Quand l’Institut français ne se prend pas au sérieux, il voit les choses en grand. Professionnels du cirque, ténors de la glisse extrême ou sopranos du graffiti, tout le monde était au rendez-vous, le 18 septembre dernier, pour fêter le Street Art et le rendre accessible à ses petits invités.
Rue de Damas, dans l’enceinte de l’Institut français, en plein milieu de l’après-midi, des rythmes de techno narguent la quiétude habituelle. Masques vissés sur le visage, bombes à la main, trois jeunes Libanais «taguent» les murs de l’Institut alors que, quelques mètres plus loin, sur la pelouse du centre que l’on ose à peine habituellement fouler, une escadrille d’enfants courent à en perdre la tête ou s’exercent à l’art du cirque, sans parler des acrobates de BMX qui font virevolter leurs vélos sous les arcades de l’allée centrale.
L’IF aurait-il été pris en otage et transformé par ses kidnappeurs en un paradis pour enfants? Eh bien non! Pas de contrainte à l’horizon. Pour cette rentrée 2013, le centre culturel français donne le ton et vote pour le Street Art. «Tout est parti du projet Graff me Lebanon, financé par l’Union européenne pour soutenir la culture urbaine, introduit Agathe Robert, chargée de mission culturelle à l’IF. Dans ce cadre, nous avions programmé une performance de graffiti. Puis, nous avons souhaité organiser un événement plus large, une sorte de fête de rentrée tournée vers la jeunesse, ouverte à tous, gratuite et organisée en collaboration avec des associations locales». Un seul mot d’ordre: s’amuser. Et oublier les tensions sécuritaires car, du côté français, on a décidé de maintenir tous les événements culturels de ce début d’année scolaire, pour le plus grand plaisir des invités du jour. Et parmi les quelque 200 petites têtes furibondes présentes, on retrouve 70 enfants, réfugiés syriens, amenés par l’association Amel. Aujourd’hui, sur le terrain de jeu, tous ces petits garnements sont égaux. Courir sur de l’herbe verte, un luxe pour tous! Plusieurs ateliers sont au programme: jonglage, diabolo, roller ou encore skate-board. Equipés de multiples protections, surveillés de près par des professionnels au petit soin, les invités expérimentent les joies de la glisse, sur surface plane pour les débutants au half-pipe signé Guilbert Extreme pour les plus téméraires, aménagé sur la pelouse de l’institut.

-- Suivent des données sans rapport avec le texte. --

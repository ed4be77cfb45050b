/// Circumference of the earth in meters, as used to convert a search
/// radius into spherical-cap geometry.
pub const EARTH_CIRCUMFERENCE_METERS: f64 = 1000.0 * 40_075.071;

/// Default broker endpoint.
pub const DEFAULT_BROKER_URL: &str = "redis://localhost";

/// Default session token lifetime in seconds.
pub const DEFAULT_TOKEN_TIMEOUT_SECS: u64 = 30;

/// Topology configuration: how wide a client's neighborhood is, at which
/// cell level it is tracked, and how sessions are bounded.
#[derive(Debug, Clone)]
pub struct Config {
    /// Radius of the local neighborhood in meters.
    pub search_radius_meters: f64,
    /// S2 cell level at which clients are indexed (level 15 cells are
    /// roughly 300 m across).
    pub topology_level: u8,
    /// Height of the spherical cap covering the neighborhood, derived
    /// from the search radius.
    pub height: f64,
    /// URL of the pub/sub + key-value broker.
    pub broker_url: String,
    /// Session token lifetime in seconds.
    pub token_timeout_secs: u64,
}

impl Config {
    /// Build a configuration for the given neighborhood radius and cell level.
    pub fn new(search_radius_meters: f64, topology_level: u8) -> Self {
        Config {
            search_radius_meters,
            topology_level,
            height: to_height(search_radius_meters),
            broker_url: DEFAULT_BROKER_URL.to_string(),
            token_timeout_secs: DEFAULT_TOKEN_TIMEOUT_SECS,
        }
    }

    /// Replace the broker URL.
    pub fn with_broker_url(mut self, url: impl Into<String>) -> Self {
        self.broker_url = url.into();
        self
    }

    /// Replace the token lifetime.
    pub fn with_token_timeout(mut self, secs: u64) -> Self {
        self.token_timeout_secs = secs;
        self
    }
}

fn earth_meters_to_radians(meters: f64) -> f64 {
    (2.0 * std::f64::consts::PI) * (meters / EARTH_CIRCUMFERENCE_METERS)
}

/// Spherical-cap height for a cap whose angular radius corresponds to the
/// given distance along the surface: `h = r^2 / 2`.
fn to_height(meters: f64) -> f64 {
    let radius_radians = earth_meters_to_radians(meters);
    (radius_radians * radius_radians) / 2.0
}

#[cfg(test)]
mod tests {
    use super::*;

    #[test]
    fn height_tracks_radius() {
        let narrow = Config::new(250.0, 15);
        let wide = Config::new(1000.0, 15);
        assert!(narrow.height > 0.0);
        assert!(wide.height > narrow.height);
        // h = r^2/2 scales quadratically
        let ratio = wide.height / narrow.height;
        assert!((ratio - 16.0).abs() < 1e-9);
    }

    #[test]
    fn defaults() {
        let config = Config::new(250.0, 15);
        assert_eq!(config.broker_url, DEFAULT_BROKER_URL);
        assert_eq!(config.token_timeout_secs, 30);
    }
}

Enfants et parents ont l’air heureux. Flore, assise sur un banc le temps de remettre ses rollers, est enchantée: «J’ai fait du patin et une amie m’a appris à faire du skate-board, s’enthousiasme la jeune ado. Je m’amuse beaucoup». Et lorsqu’une pause s’impose, le stand de l’association Juice for Charity a sa botte secrète pour rafraîchir les convives à renfort de jus de fruits frais tout en récoltant des fonds pour d’autres ONG. Le mécanisme est simple mais efficace: employer des personnes marginalisées pour les réintégrer dans la vie sociale dont le travail sera de vendre des jus de fruits frais dont les bénéfices seront reversés chaque mois à une ONG différente. En septembre, le bénéficiaire est l’association pour la protection des animaux, Beta.

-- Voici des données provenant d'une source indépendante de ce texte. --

use crate::error::CoreError;
use serde::{Deserialize, Serialize};

/// Size of the fixed big-endian wire form of a [`Location`].
pub const LOCATION_WIRE_LEN: usize = 32;

/// A point in space and time reported by a client.
#[derive(Debug, Clone, Copy, PartialEq, Serialize, Deserialize)]
pub struct Location {
    pub lat: f64,
    pub lng: f64,
    pub alt: f32,
    pub heading: f32,
    /// Seconds since the Unix epoch, client clock.
    pub timestamp: i64,
}

impl Location {
    pub fn new(lat: f64, lng: f64, alt: f32, heading: f32, timestamp: i64) -> Self {
        Location {
            lat,
            lng,
            alt,
            heading,
            timestamp,
        }
    }

    /// Check the coordinate ranges: -90 <= lat <= 90, -180 < lng <= 180.
    pub fn validate(&self) -> Result<(), CoreError> {
        if !self.lat.is_finite() || !(-90.0..=90.0).contains(&self.lat) {
            return Err(CoreError::malformed(format!("latitude {}", self.lat)));
        }
        if !self.lng.is_finite() || self.lng <= -180.0 || self.lng > 180.0 {
            return Err(CoreError::malformed(format!("longitude {}", self.lng)));
        }
        Ok(())
    }

    /// Append the 32-byte big-endian wire form.
    pub fn encode_into(&self, out: &mut Vec<u8>) {
        out.extend_from_slice(&self.lat.to_be_bytes());
        out.extend_from_slice(&self.lng.to_be_bytes());
        out.extend_from_slice(&self.alt.to_be_bytes());
        out.extend_from_slice(&self.heading.to_be_bytes());
        out.extend_from_slice(&self.timestamp.to_be_bytes());
    }

    /// The 32-byte big-endian wire form.
    pub fn encode(&self) -> Vec<u8> {
        let mut out = Vec::with_capacity(LOCATION_WIRE_LEN);
        self.encode_into(&mut out);
        out
    }

    /// Decode the 32-byte big-endian wire form.
    pub fn decode(buf: &[u8]) -> Result<Self, CoreError> {
        if buf.len() < LOCATION_WIRE_LEN {
            return Err(CoreError::malformed(format!(
                "location: {} bytes, need {}",
                buf.len(),
                LOCATION_WIRE_LEN
            )));
        }
        let lat = f64::from_be_bytes(buf[0..8].try_into().unwrap());
        let lng = f64::from_be_bytes(buf[8..16].try_into().unwrap());
        let alt = f32::from_be_bytes(buf[16..20].try_into().unwrap());
        let heading = f32::from_be_bytes(buf[20..24].try_into().unwrap());
        let timestamp = i64::from_be_bytes(buf[24..32].try_into().unwrap());
        Ok(Location {
            lat,
            lng,
            alt,
            heading,
            timestamp,
        })
    }
}

#[cfg(test)]
mod tests {
    use super::*;

    #[test]
    fn wire_round_trip() {
        let loc = Location::new(-34.9287, 138.5999, 86.45, 12.5, 1_700_000_000);
        let bytes = loc.encode();
        assert_eq!(bytes.len(), LOCATION_WIRE_LEN);
        let back = Location::decode(&bytes).unwrap();
        assert_eq!(back, loc);
    }

    #[test]
    fn decode_rejects_short_input() {
        assert!(Location::decode(&[0u8; 31]).is_err());
    }

    #[test]
    fn json_field_names() {
        let loc = Location::new(1.0, 2.0, 3.0, 4.0, 5);
        let json = serde_json::to_value(loc).unwrap();
        assert_eq!(json["lat"], 1.0);
        assert_eq!(json["lng"], 2.0);
        assert_eq!(json["alt"], 3.0);
        assert_eq!(json["heading"], 4.0);
        assert_eq!(json["timestamp"], 5);
    }

    #[test]
    fn validation() {
        assert!(Location::new(-34.9, 138.6, 0.0, 0.0, 0).validate().is_ok());
        assert!(Location::new(91.0, 0.0, 0.0, 0.0, 0).validate().is_err());
        assert!(Location::new(0.0, -180.0, 0.0, 0.0, 0).validate().is_err());
        assert!(Location::new(0.0, 180.0, 0.0, 0.0, 0).validate().is_ok());
    }
}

Le haut-parleur retentit. C’est l’heure de la démonstration de BMX, comprendre le vélo acrobatique. Et l’assistance du jour est bon public. Les yeux écarquillés, les jeunes regardent s’enchaîner les exercices d’équilibre et de maîtrise du deux-roues avant d’applaudir avec entrain. L’ambassadeur de France au Liban est également de la partie, en toute discrétion. A savoir ce qu’il pense de l’invasion du Street Art dans l’enceinte de l’Institut français, il n’y a aucune fausse note: «La culture, ce n’est pas que la musique, souligne Patrice Paoli, c’est également le sport ou les fresques de rue. D’autre part, l’événement d’aujourd’hui illustre parfaitement l’idée que l’IF n’est pas qu’un espace sérieux réservé à une catégorie de personnes, mais un lieu où on peut s’amuser, ouvert à tous».
Au programme également, une tombola, histoire de ramener à la maison un skate-board pour s’entraîner et maîtriser sa glisse. Puis, les artistes du Cirque en Ciel reprennent place sur l’herbe pour une dernière démonstration.
Un après-midi bien rempli! En tout: 53 nouvelles amitiés créées, 100 km parcourus en courant, 542 jonglages réussis, 950 éclats de rire et 2 548 sourires affichés, de quoi garder de beaux souvenirs de ce fol après-midi du Street Art à l’Institut français.